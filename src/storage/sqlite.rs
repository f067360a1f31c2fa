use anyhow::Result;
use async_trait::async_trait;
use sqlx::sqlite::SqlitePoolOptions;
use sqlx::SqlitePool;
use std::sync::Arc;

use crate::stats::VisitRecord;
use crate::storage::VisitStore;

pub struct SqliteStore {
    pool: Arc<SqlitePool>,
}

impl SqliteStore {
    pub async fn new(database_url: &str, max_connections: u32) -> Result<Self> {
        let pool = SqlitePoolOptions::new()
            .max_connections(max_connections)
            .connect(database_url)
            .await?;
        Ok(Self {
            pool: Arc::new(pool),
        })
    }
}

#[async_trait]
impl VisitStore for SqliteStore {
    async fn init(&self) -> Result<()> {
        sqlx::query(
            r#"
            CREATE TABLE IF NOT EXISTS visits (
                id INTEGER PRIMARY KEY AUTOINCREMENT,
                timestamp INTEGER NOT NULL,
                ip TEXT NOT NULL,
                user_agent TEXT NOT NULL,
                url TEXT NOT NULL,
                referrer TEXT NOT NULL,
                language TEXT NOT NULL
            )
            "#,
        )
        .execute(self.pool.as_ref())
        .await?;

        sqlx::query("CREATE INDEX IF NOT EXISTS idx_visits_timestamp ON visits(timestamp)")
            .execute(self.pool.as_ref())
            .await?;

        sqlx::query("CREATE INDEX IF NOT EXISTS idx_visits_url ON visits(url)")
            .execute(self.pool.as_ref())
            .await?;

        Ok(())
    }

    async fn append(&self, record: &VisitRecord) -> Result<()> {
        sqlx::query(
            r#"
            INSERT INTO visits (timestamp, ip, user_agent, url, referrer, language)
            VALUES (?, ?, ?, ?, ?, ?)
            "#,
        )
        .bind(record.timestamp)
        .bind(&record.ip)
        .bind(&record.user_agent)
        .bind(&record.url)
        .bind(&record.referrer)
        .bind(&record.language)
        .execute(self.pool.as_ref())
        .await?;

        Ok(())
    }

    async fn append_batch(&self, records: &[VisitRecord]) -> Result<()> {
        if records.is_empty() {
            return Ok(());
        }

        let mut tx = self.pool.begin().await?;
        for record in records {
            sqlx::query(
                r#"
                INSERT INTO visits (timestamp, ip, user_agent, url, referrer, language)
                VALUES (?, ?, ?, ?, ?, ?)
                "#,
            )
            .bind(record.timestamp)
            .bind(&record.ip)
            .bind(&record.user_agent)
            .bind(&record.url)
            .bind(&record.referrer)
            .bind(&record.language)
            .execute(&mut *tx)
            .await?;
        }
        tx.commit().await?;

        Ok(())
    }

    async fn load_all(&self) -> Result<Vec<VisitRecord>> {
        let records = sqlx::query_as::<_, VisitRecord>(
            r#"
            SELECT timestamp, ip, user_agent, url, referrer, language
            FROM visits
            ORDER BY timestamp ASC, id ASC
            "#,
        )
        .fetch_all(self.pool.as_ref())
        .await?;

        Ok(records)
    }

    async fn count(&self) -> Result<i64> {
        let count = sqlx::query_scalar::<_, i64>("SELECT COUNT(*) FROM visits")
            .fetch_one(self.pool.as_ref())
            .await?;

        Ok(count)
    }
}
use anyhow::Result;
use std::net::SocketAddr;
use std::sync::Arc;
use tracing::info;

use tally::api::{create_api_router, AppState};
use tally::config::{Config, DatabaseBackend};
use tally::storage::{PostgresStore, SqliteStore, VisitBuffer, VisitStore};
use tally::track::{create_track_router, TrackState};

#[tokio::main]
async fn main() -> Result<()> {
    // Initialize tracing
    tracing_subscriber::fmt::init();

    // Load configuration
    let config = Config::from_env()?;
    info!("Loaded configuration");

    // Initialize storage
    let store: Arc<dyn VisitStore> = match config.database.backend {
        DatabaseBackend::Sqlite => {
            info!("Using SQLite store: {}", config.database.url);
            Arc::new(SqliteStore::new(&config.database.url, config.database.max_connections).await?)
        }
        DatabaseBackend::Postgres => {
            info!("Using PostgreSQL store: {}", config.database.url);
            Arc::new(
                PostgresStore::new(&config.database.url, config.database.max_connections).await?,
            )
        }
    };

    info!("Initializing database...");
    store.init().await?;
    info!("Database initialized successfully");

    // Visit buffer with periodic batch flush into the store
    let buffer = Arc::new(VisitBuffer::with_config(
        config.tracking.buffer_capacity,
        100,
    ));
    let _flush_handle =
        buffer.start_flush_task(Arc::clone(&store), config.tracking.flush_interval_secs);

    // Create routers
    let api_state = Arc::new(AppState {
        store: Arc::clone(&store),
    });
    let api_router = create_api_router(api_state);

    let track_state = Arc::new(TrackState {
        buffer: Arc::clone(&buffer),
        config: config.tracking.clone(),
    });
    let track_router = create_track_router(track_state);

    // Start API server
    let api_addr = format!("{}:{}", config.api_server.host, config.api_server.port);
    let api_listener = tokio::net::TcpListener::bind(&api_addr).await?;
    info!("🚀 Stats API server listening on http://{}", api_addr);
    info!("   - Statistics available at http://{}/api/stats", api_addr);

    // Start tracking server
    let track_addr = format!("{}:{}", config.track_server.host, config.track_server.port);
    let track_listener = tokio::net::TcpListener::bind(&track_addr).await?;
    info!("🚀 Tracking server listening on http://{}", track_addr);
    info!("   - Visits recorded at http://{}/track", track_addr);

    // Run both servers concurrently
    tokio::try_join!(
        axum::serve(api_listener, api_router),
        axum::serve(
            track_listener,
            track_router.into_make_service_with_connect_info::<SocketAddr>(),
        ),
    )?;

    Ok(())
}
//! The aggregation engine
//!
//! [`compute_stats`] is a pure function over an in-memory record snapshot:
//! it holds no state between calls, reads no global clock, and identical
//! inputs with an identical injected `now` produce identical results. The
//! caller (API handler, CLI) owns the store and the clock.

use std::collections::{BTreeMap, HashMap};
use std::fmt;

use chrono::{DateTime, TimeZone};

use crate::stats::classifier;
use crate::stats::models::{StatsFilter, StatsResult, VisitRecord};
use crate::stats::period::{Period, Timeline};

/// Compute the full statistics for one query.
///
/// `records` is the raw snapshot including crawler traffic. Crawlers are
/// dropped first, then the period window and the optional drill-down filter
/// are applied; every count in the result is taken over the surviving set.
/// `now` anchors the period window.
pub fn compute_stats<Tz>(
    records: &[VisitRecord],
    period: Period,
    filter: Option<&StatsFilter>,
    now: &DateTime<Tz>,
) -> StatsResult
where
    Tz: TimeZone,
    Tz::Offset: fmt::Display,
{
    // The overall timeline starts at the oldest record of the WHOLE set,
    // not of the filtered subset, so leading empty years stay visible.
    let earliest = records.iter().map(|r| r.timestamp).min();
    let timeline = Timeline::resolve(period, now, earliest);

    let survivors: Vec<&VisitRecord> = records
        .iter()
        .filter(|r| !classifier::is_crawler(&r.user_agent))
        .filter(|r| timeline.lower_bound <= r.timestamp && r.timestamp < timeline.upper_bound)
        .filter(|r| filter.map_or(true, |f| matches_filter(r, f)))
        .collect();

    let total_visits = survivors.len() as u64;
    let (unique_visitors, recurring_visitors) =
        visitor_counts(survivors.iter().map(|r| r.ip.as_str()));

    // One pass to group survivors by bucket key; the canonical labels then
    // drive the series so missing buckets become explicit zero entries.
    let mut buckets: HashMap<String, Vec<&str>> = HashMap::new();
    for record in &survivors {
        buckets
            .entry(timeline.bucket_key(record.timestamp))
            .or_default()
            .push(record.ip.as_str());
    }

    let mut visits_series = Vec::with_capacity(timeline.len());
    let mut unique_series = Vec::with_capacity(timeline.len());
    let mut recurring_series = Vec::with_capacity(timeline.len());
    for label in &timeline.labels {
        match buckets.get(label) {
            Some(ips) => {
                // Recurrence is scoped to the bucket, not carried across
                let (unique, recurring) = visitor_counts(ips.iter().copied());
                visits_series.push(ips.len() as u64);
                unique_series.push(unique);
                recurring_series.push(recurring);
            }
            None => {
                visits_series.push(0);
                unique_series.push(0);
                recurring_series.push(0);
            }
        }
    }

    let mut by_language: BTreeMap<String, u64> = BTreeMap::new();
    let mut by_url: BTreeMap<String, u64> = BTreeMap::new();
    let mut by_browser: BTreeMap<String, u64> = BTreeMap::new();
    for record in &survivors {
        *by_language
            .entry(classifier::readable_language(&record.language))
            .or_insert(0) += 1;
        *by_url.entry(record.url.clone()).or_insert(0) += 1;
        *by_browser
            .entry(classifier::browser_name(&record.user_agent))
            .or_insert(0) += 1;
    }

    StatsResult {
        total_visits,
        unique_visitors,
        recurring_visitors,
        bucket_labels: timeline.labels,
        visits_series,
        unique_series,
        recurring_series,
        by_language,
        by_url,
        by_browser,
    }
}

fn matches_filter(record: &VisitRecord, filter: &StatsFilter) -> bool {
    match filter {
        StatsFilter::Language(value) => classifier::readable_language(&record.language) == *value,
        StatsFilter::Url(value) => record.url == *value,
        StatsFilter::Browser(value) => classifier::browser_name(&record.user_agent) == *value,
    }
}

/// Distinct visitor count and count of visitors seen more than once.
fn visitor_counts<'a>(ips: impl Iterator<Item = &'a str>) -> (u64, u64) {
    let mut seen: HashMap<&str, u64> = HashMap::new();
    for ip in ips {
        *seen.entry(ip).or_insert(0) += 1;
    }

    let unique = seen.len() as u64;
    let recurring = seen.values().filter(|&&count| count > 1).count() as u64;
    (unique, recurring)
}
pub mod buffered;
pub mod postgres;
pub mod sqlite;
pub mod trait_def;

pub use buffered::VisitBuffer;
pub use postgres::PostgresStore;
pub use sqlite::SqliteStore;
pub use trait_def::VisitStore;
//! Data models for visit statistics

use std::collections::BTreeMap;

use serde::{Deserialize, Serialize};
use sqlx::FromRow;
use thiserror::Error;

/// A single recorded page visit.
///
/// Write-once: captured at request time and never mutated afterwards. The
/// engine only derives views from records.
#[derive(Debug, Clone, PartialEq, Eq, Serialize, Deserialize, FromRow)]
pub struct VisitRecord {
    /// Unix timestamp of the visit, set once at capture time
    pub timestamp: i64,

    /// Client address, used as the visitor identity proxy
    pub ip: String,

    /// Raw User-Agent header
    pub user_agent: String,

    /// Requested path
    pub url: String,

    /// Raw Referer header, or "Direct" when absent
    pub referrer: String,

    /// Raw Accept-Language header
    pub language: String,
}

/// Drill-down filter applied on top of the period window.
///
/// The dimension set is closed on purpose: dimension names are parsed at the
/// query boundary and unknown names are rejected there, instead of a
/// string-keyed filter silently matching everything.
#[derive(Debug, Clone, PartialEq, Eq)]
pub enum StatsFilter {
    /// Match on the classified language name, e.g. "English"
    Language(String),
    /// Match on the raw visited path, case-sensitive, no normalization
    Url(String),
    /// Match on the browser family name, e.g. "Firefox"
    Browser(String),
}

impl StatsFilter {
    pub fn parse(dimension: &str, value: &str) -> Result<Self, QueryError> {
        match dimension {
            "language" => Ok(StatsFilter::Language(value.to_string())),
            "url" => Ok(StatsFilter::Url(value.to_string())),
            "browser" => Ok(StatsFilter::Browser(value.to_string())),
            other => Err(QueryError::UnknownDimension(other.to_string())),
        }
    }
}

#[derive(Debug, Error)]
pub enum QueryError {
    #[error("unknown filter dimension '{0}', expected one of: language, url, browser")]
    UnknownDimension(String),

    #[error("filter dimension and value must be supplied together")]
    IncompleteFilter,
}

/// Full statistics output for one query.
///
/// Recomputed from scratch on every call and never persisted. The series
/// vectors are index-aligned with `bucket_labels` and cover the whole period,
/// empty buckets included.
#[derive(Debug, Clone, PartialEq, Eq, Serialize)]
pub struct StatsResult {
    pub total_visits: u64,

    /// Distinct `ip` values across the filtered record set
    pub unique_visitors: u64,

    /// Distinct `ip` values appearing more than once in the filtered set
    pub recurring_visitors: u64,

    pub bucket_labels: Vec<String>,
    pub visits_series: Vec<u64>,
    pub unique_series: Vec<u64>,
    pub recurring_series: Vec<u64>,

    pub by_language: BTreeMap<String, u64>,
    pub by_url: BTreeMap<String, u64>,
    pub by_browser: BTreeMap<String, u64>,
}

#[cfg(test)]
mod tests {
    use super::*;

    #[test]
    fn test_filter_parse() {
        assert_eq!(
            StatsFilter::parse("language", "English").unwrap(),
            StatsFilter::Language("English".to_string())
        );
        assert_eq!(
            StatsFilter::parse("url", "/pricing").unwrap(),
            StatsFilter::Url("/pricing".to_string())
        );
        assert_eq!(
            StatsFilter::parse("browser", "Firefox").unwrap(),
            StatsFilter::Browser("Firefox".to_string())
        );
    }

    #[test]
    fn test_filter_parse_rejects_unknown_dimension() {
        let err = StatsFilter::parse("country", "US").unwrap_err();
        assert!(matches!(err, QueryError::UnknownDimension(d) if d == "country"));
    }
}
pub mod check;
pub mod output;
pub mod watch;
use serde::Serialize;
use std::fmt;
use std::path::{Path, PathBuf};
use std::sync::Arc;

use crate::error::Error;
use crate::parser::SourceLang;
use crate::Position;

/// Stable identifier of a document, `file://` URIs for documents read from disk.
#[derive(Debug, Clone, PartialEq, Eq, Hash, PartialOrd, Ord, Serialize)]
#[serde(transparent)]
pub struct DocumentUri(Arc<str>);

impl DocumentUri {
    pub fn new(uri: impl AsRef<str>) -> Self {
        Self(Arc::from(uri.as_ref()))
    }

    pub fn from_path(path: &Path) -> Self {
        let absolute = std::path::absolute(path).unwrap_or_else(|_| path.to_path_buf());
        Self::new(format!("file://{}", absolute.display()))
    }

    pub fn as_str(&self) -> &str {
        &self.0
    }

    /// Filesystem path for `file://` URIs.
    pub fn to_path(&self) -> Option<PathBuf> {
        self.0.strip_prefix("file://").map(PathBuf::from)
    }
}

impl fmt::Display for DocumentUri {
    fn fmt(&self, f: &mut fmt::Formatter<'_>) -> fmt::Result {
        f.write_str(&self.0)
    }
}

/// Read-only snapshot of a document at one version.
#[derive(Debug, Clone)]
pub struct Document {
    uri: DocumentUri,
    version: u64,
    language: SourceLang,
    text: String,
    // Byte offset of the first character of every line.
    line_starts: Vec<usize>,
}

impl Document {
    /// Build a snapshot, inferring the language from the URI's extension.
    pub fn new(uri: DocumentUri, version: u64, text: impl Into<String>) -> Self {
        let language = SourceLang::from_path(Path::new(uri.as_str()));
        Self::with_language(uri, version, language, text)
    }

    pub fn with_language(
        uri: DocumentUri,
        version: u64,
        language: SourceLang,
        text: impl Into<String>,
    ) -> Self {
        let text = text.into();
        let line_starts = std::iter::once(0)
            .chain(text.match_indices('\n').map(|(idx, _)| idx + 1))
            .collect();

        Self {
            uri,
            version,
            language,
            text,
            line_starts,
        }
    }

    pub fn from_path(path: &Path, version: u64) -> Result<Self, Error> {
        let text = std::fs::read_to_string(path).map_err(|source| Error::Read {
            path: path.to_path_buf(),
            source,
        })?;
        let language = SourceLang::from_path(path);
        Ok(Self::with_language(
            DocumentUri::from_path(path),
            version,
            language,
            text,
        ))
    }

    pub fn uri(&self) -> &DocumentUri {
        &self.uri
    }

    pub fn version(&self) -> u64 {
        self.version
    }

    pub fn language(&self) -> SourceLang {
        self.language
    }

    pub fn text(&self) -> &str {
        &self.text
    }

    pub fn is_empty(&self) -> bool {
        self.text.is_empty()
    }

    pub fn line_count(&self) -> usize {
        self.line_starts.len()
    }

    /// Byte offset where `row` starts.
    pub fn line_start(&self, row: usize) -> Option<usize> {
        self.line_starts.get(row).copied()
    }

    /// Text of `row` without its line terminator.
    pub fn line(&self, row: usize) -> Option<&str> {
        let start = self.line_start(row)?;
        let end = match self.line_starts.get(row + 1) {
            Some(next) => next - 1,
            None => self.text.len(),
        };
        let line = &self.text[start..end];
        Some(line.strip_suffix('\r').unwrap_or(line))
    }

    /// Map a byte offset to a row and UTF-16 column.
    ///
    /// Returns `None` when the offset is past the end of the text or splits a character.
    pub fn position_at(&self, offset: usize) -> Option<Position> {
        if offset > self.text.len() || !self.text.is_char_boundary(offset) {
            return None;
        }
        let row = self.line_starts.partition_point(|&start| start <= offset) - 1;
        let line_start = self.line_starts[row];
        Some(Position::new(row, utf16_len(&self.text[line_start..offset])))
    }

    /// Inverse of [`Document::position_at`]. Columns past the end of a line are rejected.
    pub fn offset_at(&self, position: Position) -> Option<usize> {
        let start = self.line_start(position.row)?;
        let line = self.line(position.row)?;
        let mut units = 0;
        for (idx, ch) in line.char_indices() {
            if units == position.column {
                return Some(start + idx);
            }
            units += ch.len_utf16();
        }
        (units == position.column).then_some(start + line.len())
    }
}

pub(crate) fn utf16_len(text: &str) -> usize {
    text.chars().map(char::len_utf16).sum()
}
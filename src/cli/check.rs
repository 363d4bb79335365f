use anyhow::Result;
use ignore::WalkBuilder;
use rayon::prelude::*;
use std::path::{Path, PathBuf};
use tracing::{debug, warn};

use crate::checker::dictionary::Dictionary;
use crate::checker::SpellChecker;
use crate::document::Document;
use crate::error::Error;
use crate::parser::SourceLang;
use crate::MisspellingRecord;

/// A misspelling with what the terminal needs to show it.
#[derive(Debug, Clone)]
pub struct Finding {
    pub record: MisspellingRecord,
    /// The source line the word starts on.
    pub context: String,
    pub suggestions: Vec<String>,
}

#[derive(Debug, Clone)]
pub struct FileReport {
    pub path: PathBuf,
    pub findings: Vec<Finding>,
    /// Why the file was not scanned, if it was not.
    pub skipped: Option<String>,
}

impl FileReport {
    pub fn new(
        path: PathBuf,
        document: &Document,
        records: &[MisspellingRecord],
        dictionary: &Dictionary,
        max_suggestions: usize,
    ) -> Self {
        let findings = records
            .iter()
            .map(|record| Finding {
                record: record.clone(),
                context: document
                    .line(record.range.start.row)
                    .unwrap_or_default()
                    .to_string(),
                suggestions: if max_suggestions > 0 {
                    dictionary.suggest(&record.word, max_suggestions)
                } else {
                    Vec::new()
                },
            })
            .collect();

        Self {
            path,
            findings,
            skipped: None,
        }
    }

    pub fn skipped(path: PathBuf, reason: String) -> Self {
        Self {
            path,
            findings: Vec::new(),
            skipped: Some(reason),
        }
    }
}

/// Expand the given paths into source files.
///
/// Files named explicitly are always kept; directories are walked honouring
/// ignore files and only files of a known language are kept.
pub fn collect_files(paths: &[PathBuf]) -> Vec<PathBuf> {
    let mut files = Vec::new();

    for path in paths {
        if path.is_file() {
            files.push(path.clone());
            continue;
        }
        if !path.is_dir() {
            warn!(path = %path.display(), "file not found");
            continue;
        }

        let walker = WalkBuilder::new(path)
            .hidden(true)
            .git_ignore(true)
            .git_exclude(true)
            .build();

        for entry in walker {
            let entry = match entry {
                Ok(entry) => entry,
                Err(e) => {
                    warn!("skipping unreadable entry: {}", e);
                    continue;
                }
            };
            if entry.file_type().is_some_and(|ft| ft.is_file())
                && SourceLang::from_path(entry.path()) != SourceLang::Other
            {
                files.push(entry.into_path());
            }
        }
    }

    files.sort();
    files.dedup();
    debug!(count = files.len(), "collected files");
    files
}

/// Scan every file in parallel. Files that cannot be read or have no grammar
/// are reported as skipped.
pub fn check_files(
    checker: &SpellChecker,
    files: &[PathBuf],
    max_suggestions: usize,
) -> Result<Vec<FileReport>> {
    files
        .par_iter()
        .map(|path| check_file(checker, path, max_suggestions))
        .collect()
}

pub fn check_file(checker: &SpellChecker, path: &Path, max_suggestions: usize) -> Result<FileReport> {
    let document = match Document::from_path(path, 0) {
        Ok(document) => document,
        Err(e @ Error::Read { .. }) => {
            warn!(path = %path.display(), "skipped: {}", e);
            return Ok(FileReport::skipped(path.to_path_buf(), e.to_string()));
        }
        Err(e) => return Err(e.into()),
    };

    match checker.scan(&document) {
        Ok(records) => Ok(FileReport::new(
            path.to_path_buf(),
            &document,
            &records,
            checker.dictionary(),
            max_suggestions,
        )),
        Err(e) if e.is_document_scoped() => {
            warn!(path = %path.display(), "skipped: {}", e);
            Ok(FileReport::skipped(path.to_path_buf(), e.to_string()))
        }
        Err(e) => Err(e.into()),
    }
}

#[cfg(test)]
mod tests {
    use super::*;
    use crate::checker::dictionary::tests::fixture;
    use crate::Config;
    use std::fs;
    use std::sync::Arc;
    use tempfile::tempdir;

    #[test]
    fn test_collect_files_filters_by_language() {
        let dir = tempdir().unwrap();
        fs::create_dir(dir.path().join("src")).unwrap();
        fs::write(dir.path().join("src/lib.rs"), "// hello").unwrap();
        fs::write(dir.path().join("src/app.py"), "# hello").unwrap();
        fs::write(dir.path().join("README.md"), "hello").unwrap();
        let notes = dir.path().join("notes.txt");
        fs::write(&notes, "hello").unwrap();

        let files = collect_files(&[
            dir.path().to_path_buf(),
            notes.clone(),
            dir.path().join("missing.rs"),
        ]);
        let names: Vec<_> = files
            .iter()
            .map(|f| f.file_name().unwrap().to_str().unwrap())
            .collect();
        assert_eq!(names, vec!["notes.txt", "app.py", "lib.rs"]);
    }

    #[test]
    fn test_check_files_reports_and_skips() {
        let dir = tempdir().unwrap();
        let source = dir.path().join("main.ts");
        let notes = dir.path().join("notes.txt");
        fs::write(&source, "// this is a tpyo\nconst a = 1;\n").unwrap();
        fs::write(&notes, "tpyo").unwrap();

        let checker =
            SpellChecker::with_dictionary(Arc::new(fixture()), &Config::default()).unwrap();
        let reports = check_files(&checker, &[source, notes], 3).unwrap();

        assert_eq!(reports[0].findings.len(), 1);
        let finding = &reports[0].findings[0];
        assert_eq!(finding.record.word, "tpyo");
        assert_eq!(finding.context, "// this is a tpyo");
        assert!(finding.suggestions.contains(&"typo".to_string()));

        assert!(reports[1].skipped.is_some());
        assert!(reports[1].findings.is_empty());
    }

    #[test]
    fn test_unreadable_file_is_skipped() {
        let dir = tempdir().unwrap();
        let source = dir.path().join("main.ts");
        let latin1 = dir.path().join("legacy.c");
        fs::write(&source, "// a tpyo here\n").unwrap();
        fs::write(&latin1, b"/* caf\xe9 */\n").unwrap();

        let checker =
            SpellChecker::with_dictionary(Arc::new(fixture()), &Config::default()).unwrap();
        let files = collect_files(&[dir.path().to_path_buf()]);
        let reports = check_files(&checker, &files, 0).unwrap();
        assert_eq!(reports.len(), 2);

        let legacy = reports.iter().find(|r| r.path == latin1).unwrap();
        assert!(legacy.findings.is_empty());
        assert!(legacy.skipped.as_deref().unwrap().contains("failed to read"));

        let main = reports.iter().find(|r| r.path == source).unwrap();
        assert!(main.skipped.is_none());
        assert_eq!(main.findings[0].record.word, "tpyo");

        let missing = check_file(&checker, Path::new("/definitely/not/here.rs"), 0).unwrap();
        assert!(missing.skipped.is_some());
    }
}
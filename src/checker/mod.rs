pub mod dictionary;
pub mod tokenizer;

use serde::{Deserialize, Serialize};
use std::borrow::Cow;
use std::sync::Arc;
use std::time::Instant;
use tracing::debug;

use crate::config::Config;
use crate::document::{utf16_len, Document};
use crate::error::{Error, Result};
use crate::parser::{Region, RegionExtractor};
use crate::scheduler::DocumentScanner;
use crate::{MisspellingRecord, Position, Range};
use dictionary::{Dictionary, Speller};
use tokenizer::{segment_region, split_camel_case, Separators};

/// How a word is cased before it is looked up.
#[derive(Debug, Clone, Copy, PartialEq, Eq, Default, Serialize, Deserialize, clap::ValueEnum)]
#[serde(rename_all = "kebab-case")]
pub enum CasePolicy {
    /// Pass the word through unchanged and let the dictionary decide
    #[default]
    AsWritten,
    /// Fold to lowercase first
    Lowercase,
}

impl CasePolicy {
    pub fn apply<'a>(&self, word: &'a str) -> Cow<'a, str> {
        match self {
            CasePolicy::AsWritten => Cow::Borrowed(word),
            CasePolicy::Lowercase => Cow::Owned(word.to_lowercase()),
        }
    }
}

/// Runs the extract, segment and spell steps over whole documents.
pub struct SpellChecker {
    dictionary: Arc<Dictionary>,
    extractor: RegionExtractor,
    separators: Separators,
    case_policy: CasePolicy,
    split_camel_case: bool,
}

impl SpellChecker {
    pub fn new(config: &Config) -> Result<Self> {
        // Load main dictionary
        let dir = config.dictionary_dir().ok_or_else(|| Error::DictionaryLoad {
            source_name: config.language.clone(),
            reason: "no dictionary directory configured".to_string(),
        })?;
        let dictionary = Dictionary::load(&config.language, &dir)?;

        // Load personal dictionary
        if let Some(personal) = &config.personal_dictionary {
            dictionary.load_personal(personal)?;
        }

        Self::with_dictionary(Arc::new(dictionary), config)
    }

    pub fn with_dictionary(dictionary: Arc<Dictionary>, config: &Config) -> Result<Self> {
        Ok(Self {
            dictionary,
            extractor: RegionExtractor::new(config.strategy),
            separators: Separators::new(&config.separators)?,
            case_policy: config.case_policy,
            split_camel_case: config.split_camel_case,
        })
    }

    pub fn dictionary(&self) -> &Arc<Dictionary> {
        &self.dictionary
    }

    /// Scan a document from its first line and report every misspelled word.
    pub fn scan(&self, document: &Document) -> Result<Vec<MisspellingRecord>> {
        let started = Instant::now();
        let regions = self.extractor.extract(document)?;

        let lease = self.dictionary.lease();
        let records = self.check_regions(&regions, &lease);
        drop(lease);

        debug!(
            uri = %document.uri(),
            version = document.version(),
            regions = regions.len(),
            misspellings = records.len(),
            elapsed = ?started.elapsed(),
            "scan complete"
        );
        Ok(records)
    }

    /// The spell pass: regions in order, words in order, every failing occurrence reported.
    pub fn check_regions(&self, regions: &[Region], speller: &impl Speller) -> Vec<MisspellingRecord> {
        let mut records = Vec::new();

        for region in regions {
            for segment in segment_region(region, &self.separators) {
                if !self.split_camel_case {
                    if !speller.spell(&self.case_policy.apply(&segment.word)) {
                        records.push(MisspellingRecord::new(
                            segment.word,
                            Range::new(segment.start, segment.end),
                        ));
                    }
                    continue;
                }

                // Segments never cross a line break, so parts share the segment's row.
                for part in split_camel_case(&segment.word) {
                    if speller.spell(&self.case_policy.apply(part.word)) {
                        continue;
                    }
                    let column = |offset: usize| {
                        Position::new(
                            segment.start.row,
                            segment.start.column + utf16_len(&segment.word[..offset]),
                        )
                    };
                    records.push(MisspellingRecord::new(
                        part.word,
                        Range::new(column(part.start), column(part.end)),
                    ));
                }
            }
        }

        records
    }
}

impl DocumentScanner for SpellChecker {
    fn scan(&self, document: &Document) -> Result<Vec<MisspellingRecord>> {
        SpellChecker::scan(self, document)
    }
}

━━━━━━━━

__Work instructions__:
Above are the records; from them, give again exactly the lines from the one containing "text.chars().map(char::len_utf16).sum()" through the one containing "pub struct Finding", both included.

__Response area__:
    text.chars().map(char::len_utf16).sum()
}
filename src/cli/check.rs
repository 363d4bb79335365f
use anyhow::Result;
use ignore::WalkBuilder;
use rayon::prelude::*;
use std::path::{Path, PathBuf};
use tracing::{debug, warn};

use crate::checker::dictionary::Dictionary;
use crate::checker::SpellChecker;
use crate::document::Document;
use crate::error::Error;
use crate::parser::SourceLang;
use crate::MisspellingRecord;

/// A misspelling with what the terminal needs to show it.
#[derive(Debug, Clone)]
pub struct Finding {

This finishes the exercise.